Il suo nome, dal greco lithos, pietra, ricorda l’uso che si faceva in antichità dei sali di questo minerale nella terapia della gotta e della calcolosi urinaria, allora definita “malattia della pietra” ma la storia del suo impiego terapeutico è segnata principalmente da 2 studi.
Nel 1877 S.W. Mitchell, neurologo, pubblica i risultati favorevoli raggiunti con la somministrazione di sali di Litio e Bromo nel trattamento di condizioni psichiatriche caratterizzate da iperattività, estrema labilità emotiva, astenia, ansia ed insonnia.

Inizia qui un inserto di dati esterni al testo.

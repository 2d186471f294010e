use std::time::Duration;

use courier_actor_core_rs::actor::TransportError;
use tokio::time::timeout;

use super::{MemoryBroker, DESTINATION_CAPACITY};

#[tokio::test]
async fn test_frames_published_before_subscribe_are_kept_in_order() {
  let broker = MemoryBroker::new();
  broker.publish("inbox", b"first".to_vec()).await.unwrap();
  broker.publish("inbox", b"second".to_vec()).await.unwrap();

  let mut receiver = broker.subscribe("inbox").await.unwrap();

  assert_eq!(receiver.recv().await.unwrap(), b"first".to_vec());
  assert_eq!(receiver.recv().await.unwrap(), b"second".to_vec());
}

#[tokio::test]
async fn test_single_consumer_per_destination() {
  let broker = MemoryBroker::new();
  let _receiver = broker.subscribe("inbox").await.unwrap();

  assert!(matches!(
    broker.subscribe("inbox").await,
    Err(TransportError::Failure(_))
  ));
}

#[tokio::test]
async fn test_release_drops_the_queue() {
  let broker = MemoryBroker::new();
  broker.publish("inbox", b"stale".to_vec()).await.unwrap();
  assert!(broker.contains("inbox"));

  broker.release("inbox");
  assert!(!broker.contains("inbox"));

  let mut receiver = broker.subscribe("inbox").await.unwrap();
  assert!(broker.contains("inbox"));
  broker.publish("inbox", b"fresh".to_vec()).await.unwrap();
  assert_eq!(receiver.recv().await.unwrap(), b"fresh".to_vec());
}

#[tokio::test]
async fn test_publish_after_release_fails_instead_of_queueing() {
  let broker = MemoryBroker::new();
  drop(broker.subscribe("inbox").await.unwrap());
  broker.release("inbox");

  for _ in 0..DESTINATION_CAPACITY + 1 {
    let result = timeout(Duration::from_millis(100), broker.publish("inbox", b"lost".to_vec()))
      .await
      .expect("publish to a released destination must not block");
    assert!(matches!(result, Err(TransportError::Failure(_))));
  }
  assert!(!broker.contains("inbox"));
}

#[tokio::test]
async fn test_publish_fails_once_the_consumer_is_gone() {
  let broker = MemoryBroker::new();
  drop(broker.subscribe("inbox").await.unwrap());

  assert!(broker.publish("inbox", b"lost".to_vec()).await.is_err());
}
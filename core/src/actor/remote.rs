mod registry;
mod transport;

pub use self::{registry::*, transport::*};
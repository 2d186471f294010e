use std::fmt::{Debug, Formatter};
use std::sync::Arc;

use tokio::sync::Mutex;
use tokio_condvar::Condvar;

#[derive(Clone)]
pub struct CountDownLatch {
  count: Arc<Mutex<usize>>,
  condvar: Arc<Condvar>,
}

impl Debug for CountDownLatch {
  fn fmt(&self, f: &mut Formatter<'_>) -> std::fmt::Result {
    f.debug_struct("CountDownLatch").field("count", &self.count).finish()
  }
}

impl Eq for CountDownLatch {}

impl PartialEq for CountDownLatch {
  fn eq(&self, other: &Self) -> bool {
    Arc::ptr_eq(&self.count, &other.count)
  }
}

impl Default for CountDownLatch {
  fn default() -> Self {
    Self::new(0)
  }
}

impl CountDownLatch {
  pub fn new(count: usize) -> Self {
    Self {
      count: Arc::new(Mutex::new(count)),
      condvar: Arc::new(Condvar::new()),
    }
  }

  pub async fn count_down(&self) {
    let mut count = self.count.lock().await;
    if *count == 0 {
      return;
    }
    *count -= 1;
    if *count == 0 {
      self.condvar.notify_all();
    }
  }

  pub async fn count(&self) -> usize {
    *self.count.lock().await
  }

  pub async fn wait(&self) {
    let mut count = self.count.lock().await;
    while *count > 0 {
      count = self.condvar.wait(count).await;
    }
  }
}
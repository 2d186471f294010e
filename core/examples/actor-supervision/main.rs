use std::env;
use std::time::Duration;

use courier_actor_core_rs::actor::actor_system::ActorSystem;
use courier_actor_core_rs::actor::core::{Actor, ActorOptions};
use courier_actor_core_rs::actor::message::{Context, CHILD_CLOSED, HEARTBEAT_REPLY};
use courier_actor_core_rs::actor::ActorError;
use tokio::time::sleep;
use tracing_subscriber::EnvFilter;

#[tokio::main]
async fn main() -> Result<(), ActorError> {
  let _ = env::set_var("RUST_LOG", "courier_actor_core_rs=info");
  let _ = tracing_subscriber::fmt()
    .with_env_filter(EnvFilter::from_default_env())
    .try_init();

  let system = ActorSystem::new().await?;

  let parent = Actor::new()
    .react("help", |ctx: Context| async move {
      ctx.self_ref().log_info(format!("{} asked for help", ctx.sender()));
      Ok(())
    })
    .react(CHILD_CLOSED, |ctx: Context| async move {
      let child = ctx.data_as::<String>().cloned().unwrap_or_default();
      ctx.self_ref().log_info(format!("child {} closed", child));
      Ok(())
    });
  let parent = system.register_actor("parent", parent, ActorOptions::new()).await?;

  let child = Actor::new()
    .react("work", |ctx: Context| async move {
      ctx.sender().tell("help", None, ctx.self_ref()).await?;
      ctx.self_ref().close().await;
      Ok(())
    })
    .react(HEARTBEAT_REPLY, |ctx: Context| async move {
      ctx.self_ref().log_info("parent is alive");
      Ok(())
    });
  let child = system
    .spawn_actor(
      &parent,
      "child",
      child,
      ActorOptions::new().with_heartbeat_interval(Duration::from_millis(100)),
    )
    .await?;

  sleep(Duration::from_millis(350)).await;
  child.tell("work", None, &parent).await?;
  sleep(Duration::from_millis(100)).await;

  system.shutdown().await
}
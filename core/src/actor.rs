mod actor_error;
pub mod actor_system;
mod config;
mod config_option;
pub mod core;
pub mod dispatch;
pub mod message;
pub mod remote;

pub use {self::actor_error::*, self::config::*, self::config_option::*};
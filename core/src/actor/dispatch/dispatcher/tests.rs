use std::env;
use std::sync::atomic::{AtomicBool, AtomicUsize, Ordering};
use std::sync::Arc;
use std::time::Duration;

use tokio::sync::mpsc;
use tokio::time::{sleep, Instant};
use tracing_subscriber::EnvFilter;

use crate::actor::actor_system::ActorSystem;
use crate::actor::core::{Actor, ActorOptions, ActorState};
use crate::actor::dispatch::{dispatch, Route};
use crate::actor::message::{Context, Envelope, Payload};
use crate::actor::{ActorError, TransportError};

fn init_tracing() {
  let _ = env::set_var("RUST_LOG", "debug");
  let _ = tracing_subscriber::fmt()
    .with_env_filter(EnvFilter::from_default_env())
    .try_init();
}

#[tokio::test]
async fn test_messages_from_one_sender_are_handled_in_order() {
  init_tracing();
  let system = ActorSystem::new().await.unwrap();
  let (tx, mut rx) = mpsc::unbounded_channel::<u32>();
  let actor = Actor::new().react("n", move |ctx: Context| {
    let tx = tx.clone();
    async move {
      let n = ctx
        .data_as::<u32>()
        .copied()
        .ok_or_else(|| ActorError::reaction_failed("missing number"))?;
      tx.send(n).map_err(|e| ActorError::reaction_failed(e.to_string()))
    }
  });
  let counter = system
    .register_actor("counter", actor, ActorOptions::new().with_buffer_size(8))
    .await
    .unwrap();

  for n in 0..100u32 {
    counter.tell("n", Some(Payload::new(n)), &system.root()).await.unwrap();
  }

  let mut received = Vec::new();
  for _ in 0..100 {
    received.push(rx.recv().await.unwrap());
  }
  assert_eq!(received, (0..100).collect::<Vec<_>>());
}

#[tokio::test(flavor = "multi_thread", worker_threads = 4)]
async fn test_reactions_never_overlap() {
  let system = ActorSystem::new().await.unwrap();
  let in_flight = Arc::new(AtomicBool::new(false));
  let overlaps = Arc::new(AtomicUsize::new(0));
  let handled = Arc::new(AtomicUsize::new(0));

  let actor = Actor::new().react("work", {
    let in_flight = in_flight.clone();
    let overlaps = overlaps.clone();
    let handled = handled.clone();
    move |_| {
      let in_flight = in_flight.clone();
      let overlaps = overlaps.clone();
      let handled = handled.clone();
      async move {
        if in_flight.swap(true, Ordering::SeqCst) {
          overlaps.fetch_add(1, Ordering::SeqCst);
        }
        tokio::task::yield_now().await;
        in_flight.store(false, Ordering::SeqCst);
        handled.fetch_add(1, Ordering::SeqCst);
        Ok(())
      }
    }
  });
  let worker = system.register_actor("worker", actor, ActorOptions::new()).await.unwrap();

  let mut senders = Vec::new();
  for _ in 0..4 {
    let worker = worker.clone();
    let root = system.root();
    senders.push(tokio::spawn(async move {
      for _ in 0..25 {
        worker.tell("work", None, &root).await.unwrap();
      }
    }));
  }
  for sender in senders {
    sender.await.unwrap();
  }

  for _ in 0..200 {
    if handled.load(Ordering::SeqCst) == 100 {
      break;
    }
    sleep(Duration::from_millis(10)).await;
  }
  assert_eq!(handled.load(Ordering::SeqCst), 100);
  assert_eq!(overlaps.load(Ordering::SeqCst), 0);
}

#[tokio::test(start_paused = true)]
async fn test_full_mailbox_blocks_the_sender() {
  let system = ActorSystem::new().await.unwrap();
  let actor = Actor::new().react("work", |_| async {
    sleep(Duration::from_millis(100)).await;
    Ok(())
  });
  let worker = system
    .register_actor("slow", actor, ActorOptions::new().with_buffer_size(1))
    .await
    .unwrap();

  let started = Instant::now();
  for _ in 0..3 {
    worker.tell("work", None, &system.root()).await.unwrap();
  }
  assert!(started.elapsed() >= Duration::from_millis(100));
}

#[tokio::test]
async fn test_panicking_reaction_does_not_stop_the_actor() {
  init_tracing();
  let system = ActorSystem::new().await.unwrap();
  let (tx, mut rx) = mpsc::unbounded_channel::<String>();
  let actor = Actor::new().react_any(move |ctx: Context| {
    let tx = tx.clone();
    async move {
      if ctx.message_type() == "boom" {
        panic!("reaction exploded");
      }
      tx.send(ctx.message_type().to_string())
        .map_err(|e| ActorError::reaction_failed(e.to_string()))
    }
  });
  let fragile = system.register_actor("fragile", actor, ActorOptions::new()).await.unwrap();

  fragile.tell("boom", None, &system.root()).await.unwrap();
  fragile.tell("still-alive", None, &system.root()).await.unwrap();

  assert_eq!(rx.recv().await.unwrap(), "still-alive");
  assert_eq!(system.actor_state("fragile").await.unwrap(), ActorState::Active);
}

#[tokio::test]
async fn test_unhandled_message_is_dropped() {
  let system = ActorSystem::new().await.unwrap();
  let (tx, mut rx) = mpsc::unbounded_channel::<()>();
  let actor = Actor::new().react("known", move |_| {
    let tx = tx.clone();
    async move { tx.send(()).map_err(|e| ActorError::reaction_failed(e.to_string())) }
  });
  let picky = system.register_actor("picky", actor, ActorOptions::new()).await.unwrap();

  picky.tell("unknown", None, &system.root()).await.unwrap();
  picky.tell("known", None, &system.root()).await.unwrap();

  rx.recv().await.unwrap();
  assert!(rx.try_recv().is_err());
}

#[tokio::test]
async fn test_closed_actor_is_no_longer_reachable() {
  let system = ActorSystem::new().await.unwrap();
  let worker = system.register_actor("gone", Actor::new(), ActorOptions::new()).await.unwrap();

  worker.close().await;

  assert_eq!(
    worker.tell("work", None, &system.root()).await,
    Err(ActorError::NotRegistered("gone".to_string()))
  );
}

#[tokio::test]
async fn test_dispatch_to_dropped_mailbox_fails() {
  let system = ActorSystem::new().await.unwrap();
  let (tx, rx) = mpsc::channel(1);
  drop(rx);
  let route = Route::new("ghost", ActorOptions::new(), Some(tx), None);
  let envelope = Envelope::new("any", None, system.root(), system.root());

  assert_eq!(
    dispatch(&route, envelope).await,
    Err(ActorError::MailboxClosed("ghost".to_string()))
  );
}

#[tokio::test]
async fn test_dispatch_to_remote_without_connection_fails() {
  let system = ActorSystem::new().await.unwrap();
  let route = Route::new("far", ActorOptions::new().with_remote(true), None, None);
  let envelope = Envelope::new("any", None, system.root(), system.root());

  assert_eq!(route.name(), "far");
  assert_eq!(
    dispatch(&route, envelope).await,
    Err(ActorError::Transport(TransportError::NotConnected("far".to_string())))
  );
}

Più avanti nel 1949 John Cade dimostra l’effetto favorevole indotto dal LITIO, somministrato in dose farmacologica, nella cura della psicosi maniaco depressiva.
Il campo di azione di questo oligoelemento è quindi l’alterazione del sistema nervoso ed in particolare viene usato nelle sindromi ansioso-depressive in quanto il LITIO, con meccanismi ancora poco chiari, interviene sull’attività dei neurotrasmettitori. Il LITIO eleva i livelli cerebrali di Triptofano e 5 idrossitriptamina (metabolita della serotonina). Occorre però tenere ben distinto l’impiego in OLIGOTERAPIA dall’uso FARMACOLOGICO.
In OLIGOTERAPIA si somministrano bassi dosaggi nell’ordine di circa 5/10 mg giornalieri con la funzione di riequilibrare il “terreno costituzionale” del soggetto e di conseguenza viene normalmente associato all’oligoelemento regolatore diatesico, spesso il complesso RAME-ORO-ARGENTO. In tale situazione l’assunzione dovrà protrarsi per periodi anche prolungati e non vi sono particolari effetti collaterali da considerare, proprio in quanto usato a bassissimi dosaggi detti appunto catalitici.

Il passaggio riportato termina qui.